Douglas A. Wiens, Ph.D., professor and chair of earth and planetary sciences in Arts & Sciences, will head the seismology research team of an ambitious international effort to map and analyze an unknown part of Antarctica.
The project is called Antarctica’s Gamburtsev Province (AGAP) after the Gamburtsev Subglacial Mountains, which are the main feature of the region.
Wiens, teamed with Patrick Shore, computer specialist in earth and planetary sciences, and graduate students David Heizel and Amanda Lough, will install 26 seismographs on the frozen surface of central Antarctica. This part of the world is a geological mystery because mountains there are covered with ice one to two miles deep, so there aren’t any rock samples to analyze. As part of the celebration of International Polar Year (IPY), this international effort will map what lurks beneath the ice using radar and seismic imaging. Last year, Wiens and a small group of Washington University researchers installed 10 seismographs in the same general region.

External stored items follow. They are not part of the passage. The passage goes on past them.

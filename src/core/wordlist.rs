/*!
 * Line-indexed wordlist reading
 *
 * A [`CandidateSource`] yields the passphrase candidates of one line range of
 * a wordlist. Lines are counted from the start of the file once, when the
 * source is opened; after that each candidate costs a single buffered read.
 *
 * `\n`, `\r\n` and a bare `\r` all end a line, and the terminator is
 * stripped. Nothing else is trimmed: spaces are legal in a passphrase.
 */

use std::fs::File;
use std::io::{self, BufRead, BufReader};
use std::path::Path;

use crate::crypto::is_valid_passphrase_len;
use crate::error::{CrackError, Result};
use crate::interrupt::InterruptFlag;

const READ_BUFFER: usize = 64 * 1024;

/// Lines between interrupt checks while counting or seeking
const SCAN_POLL_LINES: u64 = 4096;

/// One wordlist record that passed the passphrase length filter.
#[derive(Debug, Clone, PartialEq, Eq)]
pub struct Candidate {
    /// Zero-based line index in the wordlist
    pub line: u64,
    /// Passphrase bytes without the line terminator
    pub passphrase: Vec<u8>,
}

/// Splits a byte stream into lines under any line-ending convention.
struct LineReader<R> {
    inner: R,
}

impl<R: BufRead> LineReader<R> {
    fn new(inner: R) -> Self {
        Self { inner }
    }

    /// Read the next line into `buf` (cleared first). Returns `false` at EOF.
    fn next_line(&mut self, buf: &mut Vec<u8>) -> io::Result<bool> {
        buf.clear();
        let mut read_any = false;
        loop {
            let available = match self.inner.fill_buf() {
                Ok(data) => data,
                Err(e) if e.kind() == io::ErrorKind::Interrupted => continue,
                Err(e) => return Err(e),
            };
            if available.is_empty() {
                return Ok(read_any);
            }
            read_any = true;

            match available.iter().position(|&b| b == b'\n' || b == b'\r') {
                Some(pos) => {
                    let terminator = available[pos];
                    buf.extend_from_slice(&available[..pos]);
                    self.inner.consume(pos + 1);
                    if terminator == b'\r' {
                        self.skip_lf()?;
                    }
                    return Ok(true);
                }
                None => {
                    let len = available.len();
                    buf.extend_from_slice(available);
                    self.inner.consume(len);
                }
            }
        }
    }

    /// Swallow the `\n` of a `\r\n` pair, which may sit in the next buffer fill.
    fn skip_lf(&mut self) -> io::Result<()> {
        loop {
            match self.inner.fill_buf() {
                Ok(data) => {
                    if data.first() == Some(&b'\n') {
                        self.inner.consume(1);
                    }
                    return Ok(());
                }
                Err(e) if e.kind() == io::ErrorKind::Interrupted => continue,
                Err(e) => return Err(e),
            }
        }
    }
}

fn open(path: &Path) -> Result<BufReader<File>> {
    let file = File::open(path).map_err(|e| CrackError::not_found(path, e))?;
    Ok(BufReader::with_capacity(READ_BUFFER, file))
}

/// Count the lines of a wordlist with the same rules [`CandidateSource`] uses.
pub fn count_lines(path: &Path) -> Result<u64> {
    // A private flag is never raised, so the count always completes
    Ok(count_lines_until(path, &InterruptFlag::new())?.unwrap_or_default())
}

/// [`count_lines`] that gives up with `None` once `interrupt` is raised.
pub fn count_lines_until(path: &Path, interrupt: &InterruptFlag) -> Result<Option<u64>> {
    let mut lines = LineReader::new(open(path)?);
    let mut buf = Vec::new();
    let mut count = 0u64;
    while lines.next_line(&mut buf)? {
        count += 1;
        if count % SCAN_POLL_LINES == 0 && interrupt.is_raised() {
            return Ok(None);
        }
    }
    Ok(Some(count))
}

/// Lazy sequence of candidates from the line range `[start, end)` of a wordlist.
///
/// Each worker opens its own source; no file position is shared. The
/// iterator yields `Err` once on a read failure and then stops.
pub struct CandidateSource<R = BufReader<File>> {
    lines: LineReader<R>,
    next_line: u64,
    end: u64,
    skipped: u64,
    buf: Vec<u8>,
    done: bool,
}

impl CandidateSource {
    /// Open `path` and position the source on line `start`.
    pub fn open(path: &Path, start: u64, end: u64) -> Result<Self> {
        if start > end {
            return Err(CrackError::InvalidRange { start, end });
        }
        Self::from_reader(open(path)?, start, end)
    }

    /// Like [`open`](Self::open), but the seek to `start` stops early once
    /// `interrupt` is raised, leaving an exhausted source.
    pub fn open_until(path: &Path, start: u64, end: u64, interrupt: &InterruptFlag) -> Result<Self> {
        if start > end {
            return Err(CrackError::InvalidRange { start, end });
        }
        Self::build(open(path)?, start, end, Some(interrupt))
    }
}

impl<R: BufRead> CandidateSource<R> {
    /// Build a source over any buffered reader, skipping to line `start`.
    pub fn from_reader(reader: R, start: u64, end: u64) -> Result<Self> {
        if start > end {
            return Err(CrackError::InvalidRange { start, end });
        }
        Self::build(reader, start, end, None)
    }

    fn build(reader: R, start: u64, end: u64, interrupt: Option<&InterruptFlag>) -> Result<Self> {
        let mut source = Self {
            lines: LineReader::new(reader),
            next_line: 0,
            end,
            skipped: 0,
            buf: Vec::new(),
            done: start == end,
        };

        // Variable-width lines: the only way to line `start` is to count
        while !source.done && source.next_line < start {
            if source.lines.next_line(&mut source.buf)? {
                source.next_line += 1;
            } else {
                source.done = true;
            }
            if source.next_line % SCAN_POLL_LINES == 0 && interrupt.is_some_and(|f| f.is_raised()) {
                tracing::debug!(reached = source.next_line, "Wordlist seek interrupted");
                source.done = true;
            }
        }
        tracing::trace!(start, end, reached = source.next_line, "Wordlist positioned");
        Ok(source)
    }

    /// Index of the next line to be read.
    pub fn position(&self) -> u64 {
        self.next_line
    }

    /// Lines consumed but rejected by the length filter.
    pub fn skipped(&self) -> u64 {
        self.skipped
    }
}

impl<R: BufRead> Iterator for CandidateSource<R> {
    type Item = Result<Candidate>;

    fn next(&mut self) -> Option<Self::Item> {
        while !self.done && self.next_line < self.end {
            match self.lines.next_line(&mut self.buf) {
                Ok(true) => {
                    let line = self.next_line;
                    self.next_line += 1;
                    if is_valid_passphrase_len(self.buf.len()) {
                        return Some(Ok(Candidate {
                            line,
                            passphrase: self.buf.clone(),
                        }));
                    }
                    self.skipped += 1;
                }
                Ok(false) => self.done = true,
                Err(e) => {
                    self.done = true;
                    return Some(Err(CrackError::Io(e)));
                }
            }
        }
        None
    }
}
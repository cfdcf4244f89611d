/*!
 * Offline WPA/WPA2 handshake password recovery
 *
 * Given a captured 4-way EAPOL handshake and a wordlist, derive the PMK, PTK
 * and MIC for each candidate passphrase and compare against the MIC seen on
 * the wire. Work is split across workers by wordlist line range and can be
 * interrupted from any thread.
 */

// Core library modules
pub mod controller;
pub mod crypto;
pub mod eapol;
pub mod error;
pub mod handshake;
pub mod interrupt;
pub mod session;
pub mod wordlist;

#[cfg(test)]
mod fixtures;

// Re-exports
pub use controller::{ControllerState, CrackController, CrackJob, CrackResult};
pub use crypto::{
    calculate_kck, calculate_mic, calculate_pmk, calculate_ptk, derive_mic, KeyDerivation,
    KeyVariant, WpaPskEngine,
};
pub use eapol::MacAddr;
pub use error::{CrackError, ErrorKind, Result};
pub use handshake::{HandshakeParser, HandshakeRecord, ParseOptions};
pub use interrupt::InterruptFlag;
pub use session::{Cracker, CrackerConfig, CrackSession};
pub use wordlist::{count_lines, count_lines_until, Candidate, CandidateSource};
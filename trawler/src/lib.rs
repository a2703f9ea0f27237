pub mod commands;
pub mod handlers;

pub const CLAP_STYLING: clap::builder::styling::Styles = clap::builder::styling::Styles::styled()
    .header(clap_cargo::style::HEADER)
    .usage(clap_cargo::style::USAGE)
    .literal(clap_cargo::style::LITERAL)
    .placeholder(clap_cargo::style::PLACEHOLDER)
    .error(clap_cargo::style::ERROR)
    .valid(clap_cargo::style::VALID)
    .invalid(clap_cargo::style::INVALID);

// Re-export commonly used handler functions for convenience
pub use handlers::{
    ArgumentError, crawl_options_from_matches, handle_crawl, load_seed_from_file,
    parse_thread_count, require_url, seed_from_argument,
};

// Re-export crawl functionality from trawler-core
pub use trawler_core::crawl::{CrawlOptions, LinkScope, execute_crawl};
pub use trawler_core::report::{CrawlSummary, ReportFormat, generate_summary_report};
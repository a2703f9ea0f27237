// Tests for the shared frontier

use std::collections::HashMap;
use std::sync::Mutex;
use std::thread;
use trawler_core::frontier::Frontier;

// ============================================================================
// Stack Discipline Tests
// ============================================================================

#[test]
fn test_pop_returns_most_recent_first() {
    let frontier = Frontier::new();
    frontier.push("/a".to_string());
    frontier.push("/b".to_string());
    frontier.push("/c".to_string());

    assert_eq!(frontier.pop().as_deref(), Some("/c"));
    assert_eq!(frontier.pop().as_deref(), Some("/b"));
    assert_eq!(frontier.pop().as_deref(), Some("/a"));
    assert_eq!(frontier.pop(), None);
}

#[test]
fn test_empty_frontier() {
    let frontier = Frontier::new();
    assert!(frontier.is_empty());
    assert_eq!(frontier.len(), 0);
    assert!(frontier.drain_batch(4).is_empty());
}

#[test]
fn test_drain_batch_is_bounded_and_in_pop_order() {
    let frontier = Frontier::new();
    frontier.push_all((1..=5).map(|i| format!("/p{}", i)));

    let batch = frontier.drain_batch(3);
    assert_eq!(batch, vec!["/p5", "/p4", "/p3"]);
    assert_eq!(frontier.pending(), vec!["/p1", "/p2"]);

    let rest = frontier.drain_batch(3);
    assert_eq!(rest, vec!["/p2", "/p1"]);
    assert!(frontier.is_empty());
}

#[test]
fn test_drain_batch_zero_takes_nothing() {
    let frontier = Frontier::new();
    frontier.push("/".to_string());
    assert!(frontier.drain_batch(0).is_empty());
    assert_eq!(frontier.len(), 1);
}

// ============================================================================
// Deduplication Tests
// ============================================================================

#[test]
fn test_duplicates_accumulate_by_default() {
    let frontier = Frontier::new();
    assert!(!frontier.is_dedup());
    assert!(frontier.push("/same".to_string()));
    assert!(frontier.push("/same".to_string()));
    assert_eq!(frontier.len(), 2);
}

#[test]
fn test_dedup_drops_previously_accepted_paths() {
    let frontier = Frontier::with_dedup();
    assert!(frontier.is_dedup());
    assert!(frontier.push("/same".to_string()));
    assert!(!frontier.push("/same".to_string()));
    assert_eq!(frontier.len(), 1);

    // Still rejected after it has been popped.
    assert_eq!(frontier.pop().as_deref(), Some("/same"));
    assert!(!frontier.push("/same".to_string()));
    assert!(frontier.is_empty());
}

#[test]
fn test_push_all_counts_accepted() {
    let frontier = Frontier::with_dedup();
    let accepted = frontier.push_all(vec![
        "/a".to_string(),
        "/b".to_string(),
        "/a".to_string(),
        "/c".to_string(),
    ]);
    assert_eq!(accepted, 3);
    assert_eq!(frontier.len(), 3);
}

// ============================================================================
// Concurrency Tests
// ============================================================================

#[test]
fn test_concurrent_pushes_lose_nothing() {
    const WORKERS: usize = 8;
    const ITEMS: usize = 500;

    let frontier = Frontier::new();

    thread::scope(|scope| {
        for worker in 0..WORKERS {
            let frontier = &frontier;
            scope.spawn(move || {
                for item in 0..ITEMS {
                    frontier.push(format!("/w{}/i{}", worker, item));
                }
            });
        }
    });

    assert_eq!(frontier.len(), WORKERS * ITEMS);

    let mut remaining = frontier.pending();
    remaining.sort();
    let mut expected: Vec<String> = (0..WORKERS)
        .flat_map(|w| (0..ITEMS).map(move |i| format!("/w{}/i{}", w, i)))
        .collect();
    expected.sort();
    assert_eq!(remaining, expected);
}

#[test]
fn test_concurrent_pushes_and_pops_balance() {
    const WORKERS: usize = 6;
    const ITEMS: usize = 400;

    let frontier = Frontier::new();
    let popped = Mutex::new(Vec::new());

    thread::scope(|scope| {
        for worker in 0..WORKERS {
            let frontier = &frontier;
            let popped = &popped;
            scope.spawn(move || {
                let mut mine = Vec::new();
                for item in 0..ITEMS {
                    frontier.push(format!("/w{}/i{}", worker, item));
                    if item % 3 == 0
                        && let Some(path) = frontier.pop()
                    {
                        mine.push(path);
                    }
                }
                for path in frontier.drain_batch(7) {
                    mine.push(path);
                }
                popped.lock().unwrap().extend(mine);
            });
        }
    });

    let popped = popped.into_inner().unwrap();
    let remaining = frontier.pending();

    assert_eq!(popped.len() + remaining.len(), WORKERS * ITEMS);

    let mut counts: HashMap<String, usize> = HashMap::new();
    for path in popped.into_iter().chain(remaining) {
        *counts.entry(path).or_insert(0) += 1;
    }
    assert_eq!(counts.len(), WORKERS * ITEMS);
    assert!(counts.values().all(|&count| count == 1));
}

#[test]
fn test_concurrent_dedup_accepts_each_path_once() {
    const WORKERS: usize = 8;
    const ITEMS: usize = 200;

    let frontier = Frontier::with_dedup();

    let accepted: usize = thread::scope(|scope| {
        let handles: Vec<_> = (0..WORKERS)
            .map(|_| {
                let frontier = &frontier;
                scope.spawn(move || {
                    frontier.push_all((0..ITEMS).map(|i| format!("/shared/{}", i)))
                })
            })
            .collect();
        handles.into_iter().map(|h| h.join().unwrap()).sum()
    });

    assert_eq!(accepted, ITEMS);
    assert_eq!(frontier.len(), ITEMS);
}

The National Science Foundation is funding Wiens and other American researchers, including Robin Bell, Ph.D., of the Lamont Doherty Earth Observatory of Columbia University, who heads the radar mapping efforts, and investigators from Pennsylvania State University and University of Kansas. Researchers from Great Britain, Australia, Germany, Japan and China also will contribute to the study. Wiens and his group will be in Antarctica from early December until January 10.
The combined projects under the AGAP partnership are multinational and multidisciplinary and include aerogeophysics, traverse programs, passive seismic experiments and ice core and bedrock drilling. The surveys are targeted at understanding the origin of these enigmatic mountains to provide crucial new inputs into ice sheet and climate models.
The international team will address four fundamental questions: 1) What role does high topography play in the formation of continental ice sheets? 2) How are major highlands formed in the middle of continents, far away from the plate boundaries that cause most mountain belts? 3) How do geologic processes control the formation of newly discovered lakes beneath the ice sheet? 4) Where is the oldest ice, and thus the oldest climate record in the Antarctic ice sheet?
“There is more known about Mars than this part of our Earth,” said Wiens. “The formation of the mountain ranges is particularly intriguing. Some process in the Earth must have caused these mountains to rise. The mountains were then the locus of the first continental ice sheet when the earth started to cool 30 million years ago.
“Planes with skis instead of wheels will use radar to see through the ice and map the topography of the mountains. Right now we do not even know how high the mountains really are. Seismic waves from earthquakes around the world will allow us to see below the ice into the crust and the mantle. Because we can’t find rock samples, we have to use seismic waves and radar.”
Wiens’ group will be approximately 300 miles from the South Pole in a newly constructed camp called AGAP South.
Unlike the Arctic, where several nations including Russia are vying to control shipping and mineral rights, the Antarctic is not currently a contentious part of the world.
“The Antarctic shouldn’t be a contested region as long as the Antarctic Treaty keeps getting renewed,” Wiens said. “There are claims to various parts of Antarctica, but the United States has none and doesn’t recognize ones that are out there. The Treaty was signed in 1961, which stated that it should be free and open for scientific research. It’s ironic that a treaty signed at the peak of the Cold War has been the basis for peace in this part of the world for decades.”
Wiens and his colleagues will return at the end of 2009 to pick up the seismographs and begin analyzing data, which will continue through 2011. They hope to leave a few of the seismographs in Antarctica to form the basis of a permanent environmental observation network.